Future satcoms may come bundled from shipyards
Satellite communications will be offered through shipyards as a standard package of options within ten years, predicts Tony Holland of superyacht communications integrators e3 Systems.
That observation was one of many offered during e3's deep exploration of the issues within superyacht satellite communications, which forms the core of the company's expertise.
The event, held during the morning of the last day of the METS trade show in Amsterdam, was entitled "Connecting You to Your Future," and featured in-depth technology and market analyses from leading minds at Airbus Defense and Space and Cobham.

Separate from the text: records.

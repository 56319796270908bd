//! Offset combinations and their enumeration.
//!
//! A [`Combination`] is a duplicate-free set of cyclic offsets in
//! `[0, size)`. Offsets keep the order they were given in, which is the
//! order used for the textual key, but two combinations with the same
//! offsets in a different order compare equal.
//!
//! [`Combinations`] yields every `k`-subset of `{0, .., size - 1}` exactly
//! once, in lexicographic order:
//!
//! ```text
//! size = 4, k = 2
//!   [0, 1] [0, 2] [0, 3] [1, 2] [1, 3] [2, 3]
//! ```

use std::fmt;
use std::hash::{Hash, Hasher};
use std::ops::Range;

use crate::error::ToggleError;

/// A duplicate-free set of cyclic offsets for a ring of `size` cells.
///
/// # Example
///
/// ```
/// use ring_toggle::Combination;
///
/// let a = Combination::new(8, vec![5, 1, 2]).unwrap();
/// let b = Combination::new(8, vec![1, 2, 5]).unwrap();
/// assert_eq!(a, b);
/// assert_eq!(a.key(), "5, 1, 2");
/// assert!(Combination::new(8, vec![1, 1]).is_err());
/// ```
#[derive(Debug, Clone)]
pub struct Combination {
    size: usize,
    offsets: Vec<usize>,
}

impl Combination {
    /// Validates and wraps a set of offsets.
    ///
    /// # Errors
    ///
    /// - [`ToggleError::EmptyRing`] if `size` is zero.
    /// - [`ToggleError::OffsetOutOfRange`] if an offset is not below `size`.
    /// - [`ToggleError::DuplicateOffset`] if an offset repeats.
    pub fn new(size: usize, offsets: Vec<usize>) -> Result<Self, ToggleError> {
        if size == 0 {
            return Err(ToggleError::EmptyRing);
        }
        let mut seen = vec![false; size];
        for &offset in &offsets {
            if offset >= size {
                return Err(ToggleError::OffsetOutOfRange { offset, size });
            }
            if std::mem::replace(&mut seen[offset], true) {
                return Err(ToggleError::DuplicateOffset { offset });
            }
        }
        Ok(Self { size, offsets })
    }

    /// The empty combination: no button toggles anything.
    ///
    /// # Errors
    ///
    /// Returns [`ToggleError::EmptyRing`] if `size` is zero.
    pub fn empty(size: usize) -> Result<Self, ToggleError> {
        Self::new(size, Vec::new())
    }

    /// Caller guarantees `size > 0` and distinct offsets below `size`.
    pub(crate) fn from_parts_unchecked(size: usize, offsets: Vec<usize>) -> Self {
        debug_assert!(size > 0);
        debug_assert!(offsets.iter().all(|&o| o < size));
        Self { size, offsets }
    }

    /// Ring size the offsets were validated against.
    #[must_use]
    pub const fn size(&self) -> usize {
        self.size
    }

    /// Offsets in the order they were given.
    #[must_use]
    pub fn offsets(&self) -> &[usize] {
        &self.offsets
    }

    /// Number of offsets.
    #[must_use]
    pub fn len(&self) -> usize {
        self.offsets.len()
    }

    /// Returns true if there are no offsets.
    #[must_use]
    pub fn is_empty(&self) -> bool {
        self.offsets.is_empty()
    }

    /// Offsets sorted ascending.
    #[must_use]
    pub fn sorted(&self) -> Vec<usize> {
        let mut sorted = self.offsets.clone();
        sorted.sort_unstable();
        sorted
    }

    /// Textual key: the offsets joined with `", "` in stored order.
    #[must_use]
    pub fn key(&self) -> String {
        join(&self.offsets)
    }
}

impl PartialEq for Combination {
    fn eq(&self, other: &Self) -> bool {
        self.size == other.size && self.sorted() == other.sorted()
    }
}

impl Eq for Combination {}

impl Hash for Combination {
    fn hash<H: Hasher>(&self, state: &mut H) {
        self.size.hash(state);
        self.sorted().hash(state);
    }
}

impl fmt::Display for Combination {
    fn fmt(&self, f: &mut fmt::Formatter<'_>) -> fmt::Result {
        f.write_str(&self.key())
    }
}

pub(crate) fn join(values: &[usize]) -> String {
    values
        .iter()
        .map(ToString::to_string)
        .collect::<Vec<_>>()
        .join(", ")
}

// =============================================================================
// Enumeration
// =============================================================================

/// Lexicographic iterator over all `arity`-subsets of `{0, .., size - 1}`.
///
/// An arity of zero yields the single empty combination; an arity above
/// `size` yields nothing.
#[derive(Debug, Clone)]
pub struct Combinations {
    size: usize,
    indices: Vec<usize>,
    done: bool,
}

impl Combinations {
    /// Starts the enumeration at `[0, 1, .., arity - 1]`.
    ///
    /// # Errors
    ///
    /// Returns [`ToggleError::EmptyRing`] if `size` is zero.
    pub fn new(size: usize, arity: usize) -> Result<Self, ToggleError> {
        if size == 0 {
            return Err(ToggleError::EmptyRing);
        }
        Ok(Self {
            size,
            indices: (0..arity).collect(),
            done: arity > size,
        })
    }

    fn advance(&mut self) {
        let k = self.indices.len();
        // rightmost index that can still move right
        let Some(i) = (0..k)
            .rev()
            .find(|&i| self.indices[i] < self.size - k + i)
        else {
            self.done = true;
            return;
        };
        self.indices[i] += 1;
        for j in i + 1..k {
            self.indices[j] = self.indices[j - 1] + 1;
        }
    }
}

impl Iterator for Combinations {
    type Item = Combination;

    fn next(&mut self) -> Option<Combination> {
        if self.done {
            return None;
        }
        let current = Combination::from_parts_unchecked(self.size, self.indices.clone());
        self.advance();
        Some(current)
    }
}

/// Which combination sizes a survey enumerates.
#[derive(Debug, Clone, Copy, PartialEq, Eq, Default)]
pub enum Arity {
    /// Every size from 0 through `N - 1`.
    #[default]
    All,
    /// Only combinations of exactly this many offsets.
    Exactly(usize),
}

impl Arity {
    /// Combination sizes to enumerate for a ring of `size` cells.
    ///
    /// Never includes `size` itself: the all-offsets combination is outside
    /// the enumeration.
    #[must_use]
    pub fn range(self, size: usize) -> Range<usize> {
        match self {
            Self::All => 0..size,
            Self::Exactly(k) if k < size => k..k + 1,
            Self::Exactly(_) => 0..0,
        }
    }
}

/// Every combination a survey visits for `size`, grouped by arity.
///
/// # Errors
///
/// Returns [`ToggleError::EmptyRing`] if `size` is zero.
pub fn enumerate(
    size: usize,
    arity: Arity,
) -> Result<impl Iterator<Item = Combination>, ToggleError> {
    if size == 0 {
        return Err(ToggleError::EmptyRing);
    }
    let groups = arity
        .range(size)
        .map(|k| Combinations::new(size, k))
        .collect::<Result<Vec<_>, _>>()?;
    Ok(groups.into_iter().flatten())
}

/// Binomial coefficient `C(n, k)`, saturating at `u128::MAX`.
#[must_use]
pub fn binomial(n: usize, k: usize) -> u128 {
    if k > n {
        return 0;
    }
    let k = k.min(n - k);
    let mut acc: u128 = 1;
    for i in 0..k {
        // acc * (n - i) is divisible by (i + 1) at every step
        acc = match acc.checked_mul((n - i) as u128) {
            Some(v) => v / (i as u128 + 1),
            None => return u128::MAX,
        };
    }
    acc
}

/// How many combinations [`enumerate`] yields for `size`.
#[must_use]
pub fn combination_count(size: usize, arity: Arity) -> u128 {
    arity
        .range(size)
        .map(|k| binomial(size, k))
        .fold(0u128, u128::saturating_add)
}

Noémie de Rozieres, head of satellite communication sales for key channel partners at Airbus Defense and Space provided an overview of the company's platform-agnostic approach to providing communication packages to their maritime client base, which she said grew significantly in 2014.
Citing references from captains of superyachts Phyrne, 2Ladies and Samar among others, Rozieres bolstered her company's approach and offered insight into the next generation of high-throughput sattelites.
"Inmarsat's Global Xpress system may offer sailing yachts in particular an advantage due to the smaller size of the radomes, though the service won't come online until all three satellites are situated in orbit, tested and functional, which could be another year," she said.
Mads Ebbesen, TV solutions manager for antenna manufacturer Cobham explained the series of complex regional cruising, subscription signing and technological challenges that the company had worked to overcome with its latest offerings.
"Signing subscriptions for SKY or Virgin for example remains a tricky issue since the superyacht sector with its wide-ranging cruising areas and high-expectations of content delivery has been a major issue for us and our competitors, but workable solutions are available," he said.
Tony Holland wrapped up the successful day with an overview of why e3 has developed a hybrid approach that provides the lowest total cost of ownership in a package of combines services that adapts to evolving technology.
Bundling coastal services like 3G and 4G with satellite services and providing an intuitive switching system is key to e3's offering, Holland said.
"It's always going to be a mixture of broadcast TV-which is the cheapest way to deliver content-and point to point systems (like Netflix and on-demand content) which will become more prevalent as the price of satellite and 3G/4G connections comes down.
Kymeta flat panel antennas won't be entering the market until the end of 2015 or the start of 2016, but Holland has said that yacht designers are starting to take the technology into account as they consider their designs for the future.
"Service providers are finding ways to provide data services to yachts' unique usage profile: many are near shore most of the time and occasionally require ocean-going capabilities for trans-Atlantic or other long passages," Holland said.
The seminar was a glowing success for e3, who reported a sale immediately after the event.